Amendment No. 23 limits the number of voters elected from the business electoral college to no more than 2,000. There will be about 5,000 residential voters--residents qualify under clause 3(1)(b) of the Bill. They will still continue to qualify for votes in City corporation elections. It is important that we protect the residents from being swamped by either business or employee voters, or a combination of the two. The amendment would cap the number of business voters elected from the business electoral college at 2,000, but I emphasise that it would not cap the number of voters eligible to be nominated by qualifying bodies to the business electoral college itself at the first stage of the indirect elections.
Mr. Skinner: Will those be recorded votes? If so, people with tons of money will be buying them. It only needs someone like, say, Maxwell to come on the scene and to buy votes and all the rest of it. If they are recorded votes, he has got them in his pocket. He could be switching pension funds left, right and centre; he could be running the show before we could say Jack Robinson.
Mr. McDonnell: I have not addressed in these amendments the issue of whether the votes will be recorded, or whether they will be by secret ballot. I have taken it as inherent in the democratic system of this country that all elections for a section of local governance of any nature would be by secret ballot, although that matter may be addressed in subsequent amendments. Alternatively, if we pass the Bill tonight, it may be addressed in the subsequent first report that is instigated under the legislation to review the operation of the new system.

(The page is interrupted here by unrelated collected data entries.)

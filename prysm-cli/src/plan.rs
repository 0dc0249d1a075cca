//! Build plans: serialized sequences of builder operations.
//!
//! A plan is a TOML or JSON document with an ordered `steps` array. Each
//! step names a builder operation in its `op` key:
//!
//! ```toml
//! [[steps]]
//! op = "add_field"
//! model = "User"
//! field = "id"
//! type = "Int"
//! default = "cuid()"
//!
//! [[steps]]
//! op = "set_primary_key"
//! model = "User"
//! field = "id"
//! ```

use serde::{Deserialize, Serialize};
use std::path::Path;

use prysm_schema::{DefaultValue, FieldType, Relation, RelationKind, SchemaBuilder};

use crate::error::{CliError, CliResult};

/// An ordered list of builder operations.
#[derive(Debug, Clone, Default, PartialEq, Serialize, Deserialize)]
pub struct BuildPlan {
    /// Steps, applied in order.
    #[serde(default)]
    pub steps: Vec<Step>,
}

/// A single builder operation.
#[derive(Debug, Clone, PartialEq, Serialize, Deserialize)]
#[serde(tag = "op", rename_all = "snake_case")]
pub enum Step {
    /// Ensure a model exists.
    CreateModel {
        /// Model name.
        model: String,
    },
    /// Append a field.
    AddField {
        /// Model name.
        model: String,
        /// Field name.
        field: String,
        /// Type label (`Int`, `String`, `Boolean`, `Date`, `float`, `Json`, ...).
        #[serde(rename = "type")]
        field_type: FieldType,
        /// Default generator (`cuid()`, `uid()`, `now()`).
        #[serde(default, skip_serializing_if = "Option::is_none")]
        default: Option<DefaultValue>,
        /// Declared uniqueness.
        #[serde(default)]
        unique: bool,
    },
    /// Mark a field as primary key.
    SetPrimaryKey {
        /// Model name.
        model: String,
        /// Field name.
        field: String,
    },
    /// Append a relation.
    AddRelation {
        /// Owning model.
        model: String,
        /// Relation name.
        name: String,
        /// Cardinality.
        kind: RelationKind,
        /// Target model.
        related: String,
        /// Name of the relation on the other side.
        #[serde(default, skip_serializing_if = "Option::is_none")]
        inverse: Option<String>,
        /// Explicit foreign-key field.
        #[serde(default, skip_serializing_if = "Option::is_none")]
        backing_field: Option<String>,
    },
    /// Discard everything declared so far.
    Reset,
}

impl Step {
    /// The `op` label of this step.
    pub fn op(&self) -> &'static str {
        match self {
            Self::CreateModel { .. } => "create_model",
            Self::AddField { .. } => "add_field",
            Self::SetPrimaryKey { .. } => "set_primary_key",
            Self::AddRelation { .. } => "add_relation",
            Self::Reset => "reset",
        }
    }

    /// Apply this step to `builder`.
    pub fn apply(&self, builder: &mut SchemaBuilder) -> prysm_schema::SchemaResult<()> {
        match self {
            Self::CreateModel { model } => builder.create_model(model),
            Self::AddField {
                model,
                field,
                field_type,
                default,
                unique,
            } => builder.add_field(model, field, field_type.clone(), *default, *unique),
            Self::SetPrimaryKey { model, field } => builder.set_primary_key(model, field)?,
            Self::AddRelation {
                model,
                name,
                kind,
                related,
                inverse,
                backing_field,
            } => {
                let mut relation = Relation::new(name.as_str(), *kind, related.as_str());
                if let Some(inverse) = inverse {
                    relation = relation.with_inverse(inverse.as_str());
                }
                if let Some(field) = backing_field {
                    relation = relation.with_backing_field(field.as_str());
                }
                builder.add_relation_def(model, relation);
            }
            Self::Reset => builder.reset(),
        }
        Ok(())
    }
}

impl BuildPlan {
    /// Load a plan from a file. `.json` files are parsed as JSON, anything
    /// else as TOML.
    pub fn load(path: &Path) -> CliResult<Self> {
        if !path.exists() {
            return Err(CliError::Plan(format!(
                "Plan file not found: {}",
                path.display()
            )));
        }

        let content = std::fs::read_to_string(path)?;
        let is_json = path
            .extension()
            .and_then(|ext| ext.to_str())
            .is_some_and(|ext| ext.eq_ignore_ascii_case("json"));

        if is_json {
            Self::from_json(&content)
        } else {
            Self::from_toml(&content)
        }
    }

    /// Parse a plan from TOML.
    pub fn from_toml(content: &str) -> CliResult<Self> {
        Ok(toml::from_str(content)?)
    }

    /// Parse a plan from JSON.
    pub fn from_json(content: &str) -> CliResult<Self> {
        Ok(serde_json::from_str(content)?)
    }

    /// Apply every step to `builder`, stopping at the first failure.
    pub fn apply(&self, builder: &mut SchemaBuilder) -> CliResult<()> {
        for (index, step) in self.steps.iter().enumerate() {
            step.apply(builder).map_err(|source| CliError::Step {
                index: index + 1,
                op: step.op(),
                source,
            })?;
        }
        tracing::debug!(steps = self.steps.len(), "applied build plan");
        Ok(())
    }

    /// Build a fresh schema from this plan.
    pub fn build(&self) -> CliResult<SchemaBuilder> {
        let mut builder = SchemaBuilder::new();
        self.apply(&mut builder)?;
        Ok(builder)
    }
}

Mr. Dismore: I pick up my hon. Friend's point about the balance between the business vote, the employee vote and the residential vote. It was my impression that the residents would still continue to work in the historic wards that go back to mediaeval times, with those wonderful ancient names. Is he effectively saying that the amendments would sweep away all those great traditions of history and that residents would have to vote as part of the overall amorphous square mile mass, breaking down the historic traditions of the little wards in which they live?